AT&T confirmed today that it plans to buy BellSouth and the remaining portion of Cingular wireless that it doesn’t already own, for $67 billion. If the deal goes through, AT&T will be both the biggest conventional telephone and the #1 wireless/cellular company in the US.
Marketwatch is reporting that analysts it has talked to don’t think the deal will have a big problem clearing regulatory scrutiny. Because state and federal regulators have to weigh in, the deal will take more than half a year to approve, if not longer.
Consumer and public interest groups pretty much uniformly think this is a rotten deal for the public, both because of the risk to network neutrality and the market power AT&T will accumulate to jack prices and lower service.
Marc Cooper, of the Consumer Federation of America–and one of the smartest thinkers on US telecom policy–puts it very succinctly:
“Telecommunications has now gone from a regulated monopoly to an unregulated duopoly with just two major players.”
The most important thing that can happen with this deal is that the Justice Dept., the FCC or Congress could require permanent observance of network neutrality provisions as a condition of its approval.

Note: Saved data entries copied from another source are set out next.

use tracing::debug;

use crate::{
    metadata::v2::{ArrayMetadataV2, ChunkKeySeparator, GroupMetadataV2},
    node::NodePath,
};

use super::{
    data_key, meta_key_v2_array, meta_key_v2_attributes, meta_key_v2_group, Bytes, MaybeBytes,
    StorageError, StoreKey, StoreKeys, StoreKeysPrefixes, StorePrefix,
};

/// Readable storage traits.
pub trait ReadableStorageTraits: Send + Sync {
    /// Retrieve the value (bytes) associated with a given [`StoreKey`].
    ///
    /// Returns [`None`] if the key is not found.
    ///
    /// # Errors
    /// Returns a [`StorageError`] if there is an underlying storage error.
    fn get(&self, key: &StoreKey) -> Result<MaybeBytes, StorageError>;

    /// Return the size in bytes of the value at `key`.
    ///
    /// Returns [`None`] if the key is not found.
    ///
    /// # Errors
    /// Returns a [`StorageError`] if there is an underlying storage error.
    fn size_key(&self, key: &StoreKey) -> Result<Option<u64>, StorageError>;
}

/// Listable storage traits.
pub trait ListableStorageTraits: Send + Sync {
    /// Retrieve all [`StoreKeys`] in the store, sorted.
    ///
    /// # Errors
    /// Returns a [`StorageError`] if there is an underlying error with the store.
    fn list(&self) -> Result<StoreKeys, StorageError> {
        self.list_prefix(&StorePrefix::root())
    }

    /// Retrieve all [`StoreKeys`] with a given [`StorePrefix`], sorted.
    ///
    /// # Errors
    /// Returns a [`StorageError`] if the prefix is not a directory or there is an underlying error with the store.
    fn list_prefix(&self, prefix: &StorePrefix) -> Result<StoreKeys, StorageError>;

    /// Retrieve all [`StoreKeys`] and [`StorePrefix`] which are direct children of [`StorePrefix`].
    ///
    /// # Errors
    /// Returns a [`StorageError`] if the prefix is not a directory or there is an underlying error with the store.
    fn list_dir(&self, prefix: &StorePrefix) -> Result<StoreKeysPrefixes, StorageError>;
}

/// Writable storage traits.
pub trait WritableStorageTraits: Send + Sync {
    /// Store bytes at a [`StoreKey`], replacing any existing value.
    ///
    /// # Errors
    /// Returns a [`StorageError`] on failure to store.
    fn set(&self, key: &StoreKey, value: Bytes) -> Result<(), StorageError>;

    /// Erase a [`StoreKey`].
    ///
    /// Succeeds if the key does not exist.
    ///
    /// # Errors
    /// Returns a [`StorageError`] if there is an underlying storage error.
    fn erase(&self, key: &StoreKey) -> Result<(), StorageError>;

    /// Erase all [`StoreKey`] under [`StorePrefix`].
    ///
    /// Erasing the root prefix empties the store.
    ///
    /// # Errors
    /// Returns a [`StorageError`] if there is an underlying storage error.
    fn erase_prefix(&self, prefix: &StorePrefix) -> Result<(), StorageError>;
}

/// A supertrait of [`ReadableStorageTraits`] and [`WritableStorageTraits`].
pub trait ReadableWritableStorageTraits: ReadableStorageTraits + WritableStorageTraits {}

impl<T> ReadableWritableStorageTraits for T where T: ReadableStorageTraits + WritableStorageTraits {}

/// A supertrait of [`ReadableStorageTraits`] and [`ListableStorageTraits`].
pub trait ReadableListableStorageTraits: ReadableStorageTraits + ListableStorageTraits {}

impl<T> ReadableListableStorageTraits for T where T: ReadableStorageTraits + ListableStorageTraits {}

/// A supertrait of [`ReadableWritableStorageTraits`] and [`ListableStorageTraits`].
pub trait ReadableWritableListableStorageTraits:
    ReadableWritableStorageTraits + ListableStorageTraits
{
}

impl<T> ReadableWritableListableStorageTraits for T where
    T: ReadableWritableStorageTraits + ListableStorageTraits
{
}

fn set_json<TStorage: ?Sized + WritableStorageTraits, T: serde::Serialize>(
    storage: &TStorage,
    key: &StoreKey,
    value: &T,
) -> Result<(), StorageError> {
    let json = serde_json::to_vec_pretty(value)
        .map_err(|err| StorageError::InvalidMetadata(key.clone(), err.to_string()))?;
    debug!(key = %key, bytes = json.len(), "writing metadata");
    storage.set(key, json.into())
}

/// Create a group.
///
/// Writes `.zgroup`, and `.zattrs` if the group has attributes.
///
/// # Errors
/// Returns a [`StorageError`] if there is an underlying error with the store.
pub fn create_group<TStorage: ?Sized + WritableStorageTraits>(
    storage: &TStorage,
    path: &NodePath,
    group: &GroupMetadataV2,
) -> Result<(), StorageError> {
    if !group.attributes.is_empty() {
        set_json(storage, &meta_key_v2_attributes(path), &group.attributes)?;
    }
    set_json(storage, &meta_key_v2_group(path), group)
}

/// Create an array.
///
/// Writes `.zarray`, and `.zattrs` if the array has attributes.
///
/// # Errors
/// Returns a [`StorageError`] if there is an underlying error with the store.
pub fn create_array<TStorage: ?Sized + WritableStorageTraits>(
    storage: &TStorage,
    path: &NodePath,
    array: &ArrayMetadataV2,
) -> Result<(), StorageError> {
    if !array.attributes.is_empty() {
        set_json(storage, &meta_key_v2_attributes(path), &array.attributes)?;
    }
    set_json(storage, &meta_key_v2_array(path), array)
}

/// Store an encoded chunk.
///
/// # Errors
/// Returns a [`StorageError`] if there is an underlying error with the store.
pub fn store_chunk<TStorage: ?Sized + WritableStorageTraits>(
    storage: &TStorage,
    array_path: &NodePath,
    chunk_grid_indices: &[u64],
    separator: ChunkKeySeparator,
    chunk_encoded: Bytes,
) -> Result<(), StorageError> {
    let key = data_key(array_path, chunk_grid_indices, separator);
    debug!(key = %key, bytes = chunk_encoded.len(), "writing chunk");
    storage.set(&key, chunk_encoded)
}

/// Retrieve an encoded chunk.
///
/// Returns [`None`] if the chunk has not been written.
///
/// # Errors
/// Returns a [`StorageError`] if there is an underlying error with the store.
pub fn retrieve_chunk<TStorage: ?Sized + ReadableStorageTraits>(
    storage: &TStorage,
    array_path: &NodePath,
    chunk_grid_indices: &[u64],
    separator: ChunkKeySeparator,
) -> Result<MaybeBytes, StorageError> {
    storage.get(&data_key(array_path, chunk_grid_indices, separator))
}
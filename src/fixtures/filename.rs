use std::path::{Path, PathBuf};

use super::{FixtureType, NETCDF_EXTENSION, ZARR_EXTENSION};

/// The file name used when none is requested, derived from the crate version.
#[must_use]
pub fn default_filename() -> String {
    format!("fixtures-v{}", crate::version::version_str())
}

/// Derive the base path of a fixture from a `requested` file name.
///
/// 1. An existing directory (or a path without a file name) is replaced by [`default_filename`] inside it.
/// 2. The file name is prefixed with `<fixture_type>-`, unless it already has that prefix.
/// 3. Trailing `.zarr` and `.nc` extensions are stripped until none remain.
///
/// The result carries no extension, and deriving from a derived path returns it unchanged.
#[must_use]
pub fn derive_base_path(requested: &Path, fixture_type: FixtureType) -> PathBuf {
    let requested = if requested.is_dir() || requested.file_name().is_none() {
        requested.join(default_filename())
    } else {
        requested.to_path_buf()
    };

    let Some(name) = requested.file_name() else {
        return requested;
    };
    let prefix = format!("{fixture_type}-");
    let name = name.to_string_lossy();
    let mut name = if name.starts_with(&prefix) {
        name.into_owned()
    } else {
        format!("{prefix}{name}")
    };
    while let Some(stripped) = name
        .strip_suffix(ZARR_EXTENSION)
        .or_else(|| name.strip_suffix(NETCDF_EXTENSION))
    {
        name = stripped.to_string();
    }
    requested.with_file_name(name)
}
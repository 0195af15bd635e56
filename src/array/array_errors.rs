use thiserror::Error;

use crate::{
    node::{NodePath, NodePathError},
    storage::StorageError,
};

use super::{
    data_type::{IncompatibleFillValueError, UnsupportedDataTypeError},
    ArrayIndices, ArrayShape,
};

/// An array creation error.
#[derive(Debug, Error)]
pub enum ArrayCreateError {
    /// An invalid node path
    #[error(transparent)]
    NodePathError(#[from] NodePathError),
    /// Unsupported data type.
    #[error(transparent)]
    DataTypeCreateError(#[from] UnsupportedDataTypeError),
    /// Invalid fill value.
    #[error(transparent)]
    InvalidFillValue(#[from] IncompatibleFillValueError),
    /// The dimensionality of the chunk shape does not match the array shape.
    #[error("chunk shape dimensionality {0} does not match array dimensionality {1}")]
    InvalidChunkGridDimensionality(usize, usize),
    /// Storage error.
    #[error(transparent)]
    StorageError(#[from] StorageError),
    /// Missing metadata.
    #[error("array metadata is missing at {0}")]
    MissingMetadata(NodePath),
    /// The Zarr V2 array is unsupported.
    #[error("unsupported Zarr V2 array: {0}")]
    UnsupportedZarrV2Array(String),
}

/// Array errors.
#[derive(Debug, Error)]
pub enum ArrayError {
    /// A store error.
    #[error(transparent)]
    StorageError(#[from] StorageError),
    /// Invalid chunk grid indices.
    #[error("chunk grid indices {0:?} are not valid for a chunk grid with shape {1:?}")]
    InvalidChunkGridIndicesError(ArrayIndices, ArrayShape),
    /// An unexpected chunk decoded size.
    #[error("got chunk decoded size {0}, expected {1}")]
    UnexpectedChunkDecodedSize(usize, usize),
    /// An unexpected bytes input size.
    #[error("got bytes with size {0}, expected {1}")]
    InvalidBytesInputSize(usize, u64),
    /// Bytes that are not a whole number of elements.
    #[error("got {0} bytes, not a multiple of the element size {1}")]
    InvalidElementBytes(usize, usize),
    /// Incompatible element type.
    #[error("the element types does not match the data type")]
    IncompatibleElementType,
    /// An element that does not fit in a fixed-length data type.
    #[error("element {0:?} is longer than the fixed length {1}")]
    ElementTooLong(String, usize),
}
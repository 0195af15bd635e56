//! Zarr groups.
//!
//! A Zarr group is a node in a Zarr hierarchy.
//! It can have associated attributes and may have child nodes (groups or [`arrays`](crate::array)).
//! See <https://zarr-specs.readthedocs.io/en/latest/v2/v2.0.html#groups>.
//!
//! Use [`GroupBuilder`] to setup a new group, or use [`Group::open`] to read an existing group.
//!
//! A V2 group is marked by a `.zgroup` document, its attributes are stored in an accompanying `.zattrs` document. For example:
//! ```json
//! {
//!     "description": "scalars",
//!     "eggs": 42
//! }
//! ```

mod group_builder;

use std::sync::Arc;

use derive_more::Display;
use thiserror::Error;

use crate::{
    metadata::{v2::GroupMetadataV2, Attributes},
    node::{read_node_metadata, NodeMetadata, NodePath, NodePathError},
    storage::{ReadableStorageTraits, StorageError, WritableStorageTraits},
};

pub use self::group_builder::GroupBuilder;

/// A Zarr V2 group.
#[derive(Clone, Debug, Display)]
#[display(
    "path {path} attributes {}",
    serde_json::to_string(&metadata.attributes).unwrap_or_default()
)]
pub struct Group<TStorage: ?Sized> {
    /// The storage.
    storage: Arc<TStorage>,
    /// The path of the group in the store.
    path: NodePath,
    /// The metadata.
    metadata: GroupMetadataV2,
}

impl<TStorage: ?Sized> Group<TStorage> {
    /// Create a group in `storage` at `path` with `metadata`.
    /// This does **not** write to the store, use [`store_metadata`](Group<WritableStorageTraits>::store_metadata) to write `metadata` to `storage`.
    ///
    /// # Errors
    ///
    /// Returns [`GroupCreateError`] if `path` is invalid.
    pub fn new_with_metadata(
        storage: Arc<TStorage>,
        path: &str,
        metadata: GroupMetadataV2,
    ) -> Result<Self, GroupCreateError> {
        let path = NodePath::new(path)?;
        Ok(Self {
            storage,
            path,
            metadata,
        })
    }

    /// Get path.
    #[must_use]
    pub const fn path(&self) -> &NodePath {
        &self.path
    }

    /// Get attributes.
    #[must_use]
    pub const fn attributes(&self) -> &Attributes {
        &self.metadata.attributes
    }

    /// Get metadata.
    #[must_use]
    pub const fn metadata(&self) -> &GroupMetadataV2 {
        &self.metadata
    }
}

impl<TStorage: ?Sized + ReadableStorageTraits> Group<TStorage> {
    /// Open an existing group in `storage` at `path`.
    ///
    /// # Errors
    ///
    /// Returns [`GroupCreateError`] if there is a storage error, the metadata is invalid, or there is no group at `path`.
    pub fn open(storage: Arc<TStorage>, path: &str) -> Result<Self, GroupCreateError> {
        let node_path = NodePath::new(path)?;
        match read_node_metadata(&*storage, &node_path)? {
            Some(NodeMetadata::Group(metadata)) => Self::new_with_metadata(storage, path, metadata),
            _ => Err(GroupCreateError::MissingMetadata(node_path)),
        }
    }
}

impl<TStorage: ?Sized + WritableStorageTraits> Group<TStorage> {
    /// Store metadata.
    ///
    /// # Errors
    ///
    /// Returns [`StorageError`] if there is an underlying store error.
    pub fn store_metadata(&self) -> Result<(), StorageError> {
        tracing::debug!(path = %self.path, "storing group metadata");
        crate::storage::create_group(&*self.storage, self.path(), &self.metadata)
    }
}

/// A group creation error.
#[derive(Debug, Error)]
pub enum GroupCreateError {
    /// An invalid node path
    #[error(transparent)]
    NodePathError(#[from] NodePathError),
    /// A storage error.
    #[error(transparent)]
    StorageError(#[from] StorageError),
    /// Missing metadata.
    #[error("group metadata is missing at {0}")]
    MissingMetadata(NodePath),
}

#[cfg(test)]
mod tests {
    use crate::storage::{store::MemoryStore, StoreKey};

    use super::*;

    #[test]
    fn group_store_and_open() {
        let store = Arc::new(MemoryStore::new());
        let mut attributes = Attributes::new();
        attributes.insert("spam".to_string(), "ham".into());
        attributes.insert("eggs".to_string(), 42.into());
        let group = GroupBuilder::new()
            .attributes(attributes.clone())
            .build(store.clone(), "/group")
            .unwrap();
        group.store_metadata().unwrap();

        let zgroup = store.get(&StoreKey::new("group/.zgroup").unwrap()).unwrap().unwrap();
        assert_eq!(
            serde_json::from_slice::<serde_json::Value>(&zgroup).unwrap(),
            serde_json::json!({"zarr_format": 2})
        );

        let group = Group::open(store, "/group").unwrap();
        assert_eq!(group.attributes(), &attributes);
        assert_eq!(group.path().as_str(), "/group");
        assert_eq!(
            group.to_string(),
            r#"path /group attributes {"spam":"ham","eggs":42}"#
        );
    }

    #[test]
    fn group_without_attributes_has_no_zattrs() {
        let store = Arc::new(MemoryStore::new());
        GroupBuilder::new()
            .build(store.clone(), "/")
            .unwrap()
            .store_metadata()
            .unwrap();
        assert!(store.get(&StoreKey::new(".zattrs").unwrap()).unwrap().is_none());
        assert!(Group::open(store.clone(), "/").unwrap().attributes().is_empty());
        assert!(matches!(
            Group::open(store, "/missing"),
            Err(GroupCreateError::MissingMetadata(_))
        ));
    }

    #[test]
    fn group_invalid_path() {
        let store = Arc::new(MemoryStore::new());
        assert!(matches!(
            GroupBuilder::new().build(store, "group"),
            Err(GroupCreateError::NodePathError(_))
        ));
    }
}
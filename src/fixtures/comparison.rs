use std::{
    path::{Path, PathBuf},
    sync::Arc,
};

use tracing::info;

use crate::{
    dataset::{Dataset, Variable, VariableData},
    storage::store::FilesystemStore,
};

use super::{with_extension, FixtureError, NETCDF_EXTENSION, ZARR_EXTENSION};

/// The labelled dataset shared by both comparison outputs.
fn comparison_dataset() -> Result<Dataset, FixtureError> {
    let mut dataset = Dataset::new();
    dataset.add_variable("int8", Variable::scalar(VariableData::Int8(vec![i8::MAX])))?;
    Ok(dataset)
}

/// Create the comparison fixture at `<base>.nc` and `<base>.zarr`, replacing any existing content.
///
/// Both outputs hold the scalar variable `int8 = 127`.
/// The Zarr hierarchy follows the `xarray` conventions and always has consolidated metadata.
///
/// # Errors
/// Returns a [`FixtureError`] if either output cannot be written.
pub fn create_comparison(base: &Path) -> Result<(PathBuf, PathBuf), FixtureError> {
    let dataset = comparison_dataset()?;

    let netcdf_path = with_extension(base, NETCDF_EXTENSION);
    dataset.to_netcdf(&netcdf_path)?;

    let zarr_path = with_extension(base, ZARR_EXTENSION);
    let store = Arc::new(FilesystemStore::new(&zarr_path)?);
    dataset.to_zarr(store, true)?;

    info!(netcdf = %netcdf_path.display(), zarr = %zarr_path.display(), "created comparison fixture");
    Ok((netcdf_path, zarr_path))
}
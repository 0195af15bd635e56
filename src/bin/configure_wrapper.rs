use std::{path::PathBuf, process::ExitCode};

use anyhow::Result;
use clap::Parser;
use tracing_subscriber::EnvFilter;
use zarrs_fixtures::configure::{
    assemble, execute, BuildTarget, ConfigurePaths, ConfigureRequest, LinkMode,
};

/// Assemble and run a library configure command.
#[derive(Parser, Debug)]
#[command(author, version, about, long_about = None)]
struct Args {
    /// Build for a 32-bit target.
    #[arg(long = "m32", visible_alias = "build-32", conflicts_with = "m64")]
    m32: bool,

    /// Cross compile for a 64-bit target.
    #[arg(long = "m64", visible_alias = "build-64")]
    m64: bool,

    /// Link static libraries.
    #[arg(long = "static", conflicts_with = "shared")]
    static_link: bool,

    /// Link shared libraries.
    #[arg(long, visible_alias = "dynamic")]
    shared: bool,

    /// Disable optional subsystems (the default).
    #[arg(long = "min", visible_alias = "min_build", conflicts_with = "full")]
    min: bool,

    /// Keep optional subsystems enabled.
    #[arg(long)]
    full: bool,

    /// Build with debug information and no optimisation.
    #[arg(short, long)]
    debug: bool,

    /// Print the command without running it.
    #[arg(short, long)]
    echo: bool,

    /// A JSON file overriding the default paths.
    #[arg(long, env = "CONFIGURE_CONFIG")]
    config: Option<PathBuf>,
}

impl Args {
    fn request(&self) -> ConfigureRequest {
        let target = if self.m32 {
            BuildTarget::X86
        } else if self.m64 {
            BuildTarget::X86_64
        } else {
            BuildTarget::Native
        };
        let link = if self.static_link {
            LinkMode::Static
        } else if self.shared {
            LinkMode::Shared
        } else {
            LinkMode::Default
        };
        ConfigureRequest {
            target,
            link,
            minimal: self.min || !self.full,
            debug: self.debug,
        }
    }
}

fn main() -> Result<ExitCode> {
    tracing_subscriber::fmt()
        .with_env_filter(EnvFilter::from_default_env())
        .with_writer(std::io::stderr)
        .without_time()
        .init();

    let args = Args::parse();
    let paths = ConfigurePaths::load(args.config.as_deref())?;
    let command = assemble(&args.request(), &paths);
    let code = execute(&command, args.echo)?;
    Ok(ExitCode::from(u8::try_from(code).unwrap_or(1)))
}
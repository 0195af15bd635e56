use derive_more::Display;
use serde::{Deserialize, Serialize};

use crate::metadata::Attributes;

/// Zarr V2 group metadata.
///
/// The `.zgroup` document only holds the format version, user attributes live in `.zattrs`.
#[derive(Serialize, Deserialize, Clone, Eq, PartialEq, Debug, Display)]
#[display("{}", serde_json::to_string(self).unwrap_or_default())]
pub struct GroupMetadataV2 {
    /// An integer defining the version of the storage specification to which the group adheres. Must be `2`.
    pub zarr_format: monostate::MustBe!(2u64),
    /// User defined attributes, stored in a separate `.zattrs` document.
    #[serde(skip)]
    pub attributes: Attributes,
}

impl Default for GroupMetadataV2 {
    fn default() -> Self {
        Self::new()
    }
}

impl GroupMetadataV2 {
    /// Create Zarr V2 group metadata.
    #[must_use]
    pub fn new() -> Self {
        Self {
            zarr_format: monostate::MustBe!(2u64),
            attributes: Attributes::new(),
        }
    }

    /// Set the user attributes.
    #[must_use]
    pub fn with_attributes(mut self, attributes: Attributes) -> Self {
        self.attributes = attributes;
        self
    }
}
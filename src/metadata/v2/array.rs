use derive_more::{Display, From};
use serde::{Deserialize, Serialize};

use crate::metadata::{ArrayShape, Attributes, ChunkShape};

/// The configuration of a Zarr V2 compressor or filter, e.g. `{"id": "zlib", "level": 1}`.
pub type CodecMetadataV2 = serde_json::Map<String, serde_json::Value>;

/// Zarr V2 array metadata.
///
/// Fields are declared in sorted order so that the `.zarray` document matches the key order written by `zarr-python`.
///
/// An example `JSON` document for an uncompressed Zarr V2 array:
/// ```json
/// {
///     "chunks": [
///         2,
///         2
///     ],
///     "compressor": null,
///     "dimension_separator": ".",
///     "dtype": "<f4",
///     "fill_value": null,
///     "filters": null,
///     "order": "C",
///     "shape": [
///         2,
///         3
///     ],
///     "zarr_format": 2
/// }
/// ```
#[derive(Serialize, Deserialize, Clone, PartialEq, Eq, Debug, Display)]
#[display("{}", serde_json::to_string(self).unwrap_or_default())]
pub struct ArrayMetadataV2 {
    /// A list of integers defining the length of each dimension of a chunk of the array.
    pub chunks: ChunkShape,
    /// A JSON object identifying the primary compression codec and providing configuration parameters, or null if no compressor is to be used.
    pub compressor: Option<CodecMetadataV2>,
    /// Either "." or "/", defining the separator placed between the dimensions of a chunk key.
    #[serde(default)]
    pub dimension_separator: ChunkKeySeparator,
    /// The data type of the Zarr array.
    pub dtype: DataTypeMetadataV2,
    /// A scalar value providing the default value to use for uninitialized portions of the array, or null if no fill value is to be used.
    pub fill_value: FillValueMetadataV2,
    /// A list of JSON objects providing codec configurations, or null if no filters are to be applied.
    #[serde(default)]
    pub filters: Option<Vec<CodecMetadataV2>>,
    /// Either "C" or "F", defining the layout of bytes within each chunk of the array.
    pub order: ArrayMetadataV2Order,
    /// An array of integers providing the length of each dimension of the Zarr array.
    pub shape: ArrayShape,
    /// An integer defining the version of the storage specification to which the array adheres. Must be `2`.
    pub zarr_format: monostate::MustBe!(2u64),
    /// User defined attributes, stored in a separate `.zattrs` document.
    #[serde(skip)]
    pub attributes: Attributes,
}

impl ArrayMetadataV2 {
    /// Create Zarr V2 array metadata.
    ///
    /// Defaults to:
    /// - no compressor or filters,
    /// - C order,
    /// - a "." dimension separator, and
    /// - empty attributes.
    #[must_use]
    pub fn new(
        shape: ArrayShape,
        chunks: ChunkShape,
        dtype: DataTypeMetadataV2,
        fill_value: FillValueMetadataV2,
    ) -> Self {
        Self {
            chunks,
            compressor: None,
            dimension_separator: ChunkKeySeparator::Dot,
            dtype,
            fill_value,
            filters: None,
            order: ArrayMetadataV2Order::C,
            shape,
            zarr_format: monostate::MustBe!(2u64),
            attributes: Attributes::default(),
        }
    }

    /// Set the user attributes.
    #[must_use]
    pub fn with_attributes(mut self, attributes: Attributes) -> Self {
        self.attributes = attributes;
        self
    }
}

/// The separator placed between chunk grid indices in a chunk key.
#[derive(Serialize, Deserialize, Clone, Copy, PartialEq, Eq, Debug, Default, Display)]
pub enum ChunkKeySeparator {
    /// The '.' character.
    #[default]
    #[serde(rename = ".")]
    #[display(".")]
    Dot,
    /// The '/' character.
    #[serde(rename = "/")]
    #[display("/")]
    Slash,
}

/// Zarr V2 data type metadata, a `numpy` type string such as `<f8`, `|u1`, or `<U11`.
#[derive(Serialize, Deserialize, Clone, PartialEq, Eq, Debug, Display, From)]
#[serde(transparent)]
#[from(String, &str)]
pub struct DataTypeMetadataV2(String);

impl DataTypeMetadataV2 {
    /// Extracts a string slice containing the data type.
    #[must_use]
    pub fn as_str(&self) -> &str {
        &self.0
    }
}

/// Zarr V2 fill value metadata.
///
/// Provides the default value to use for uninitialized portions of the array, or null if no fill value is to be used.
#[derive(Clone, PartialEq, Eq, Debug)]
pub enum FillValueMetadataV2 {
    /// No fill value.
    Null,
    /// NaN (not-a-number).
    NaN,
    /// Positive infinity.
    Infinity,
    /// Negative infinity.
    NegInfinity,
    /// A number.
    Number(serde_json::Number),
    /// A string.
    String(String),
}

impl FillValueMetadataV2 {
    /// Create a fill value from a floating point number, mapping non-finite values to their string forms.
    #[must_use]
    pub fn from_f64(value: f64) -> Self {
        if value.is_nan() {
            Self::NaN
        } else if value == f64::INFINITY {
            Self::Infinity
        } else if value == f64::NEG_INFINITY {
            Self::NegInfinity
        } else {
            serde_json::Number::from_f64(value).map_or(Self::NaN, Self::Number)
        }
    }

    /// Create a fill value from a signed integer.
    #[must_use]
    pub fn from_i64(value: i64) -> Self {
        Self::Number(value.into())
    }

    /// Create a fill value from an unsigned integer.
    #[must_use]
    pub fn from_u64(value: u64) -> Self {
        Self::Number(value.into())
    }
}

impl<'de> serde::Deserialize<'de> for FillValueMetadataV2 {
    fn deserialize<D: serde::Deserializer<'de>>(d: D) -> Result<Self, D::Error> {
        #[derive(Deserialize)]
        #[serde(untagged)]
        enum FillValueMetadataV2Type {
            String(String),
            Number(serde_json::Number),
            Null,
        }
        let fill_value = FillValueMetadataV2Type::deserialize(d)?;
        match fill_value {
            FillValueMetadataV2Type::String(string) => match string.as_str() {
                "NaN" => Ok(Self::NaN),
                "Infinity" => Ok(Self::Infinity),
                "-Infinity" => Ok(Self::NegInfinity),
                _ => Ok(Self::String(string)),
            },
            FillValueMetadataV2Type::Number(number) => Ok(Self::Number(number)),
            FillValueMetadataV2Type::Null => Ok(Self::Null),
        }
    }
}

impl Serialize for FillValueMetadataV2 {
    fn serialize<S>(&self, serializer: S) -> Result<S::Ok, S::Error>
    where
        S: serde::Serializer,
    {
        match self {
            Self::Null => serializer.serialize_none(),
            Self::NaN => serializer.serialize_str("NaN"),
            Self::Infinity => serializer.serialize_str("Infinity"),
            Self::NegInfinity => serializer.serialize_str("-Infinity"),
            Self::Number(number) => number.serialize(serializer),
            Self::String(string) => string.serialize(serializer),
        }
    }
}

/// Zarr V2 order metadata. Indicates the layout of bytes within a chunk.
#[derive(Serialize, Deserialize, Clone, Copy, PartialEq, Eq, Debug)]
pub enum ArrayMetadataV2Order {
    /// Row-major order. The last dimension varies fastest.
    C,
    /// Column-major order. The first dimension varies fastest.
    F,
}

Although we can’t expect much from the Gonzalez-led Justice Dept, there is at least a hint of possibility at the FCC,with the anticipated approval of new commissioner Robert McDowell, who comes from CompTel, the industry group representing all the small telecos that compete with the likes of AT&T and Verizon. McDowell’s former CompTel colleague, Earl Comstock, made a very well-presented case to the Senate Commerce Committee last month, arguing in favor of enshrining network neutrality laws in law. Comstock also pointed out how the big telcos have failed on the promises they made to Congress ten years ago in exchange for getting some deregulation in the 1996 Telecom Act.
The question is: will McDowell change his tune upon joining the FCC, or might he join his Democratic colleagues to push for true network neutrality?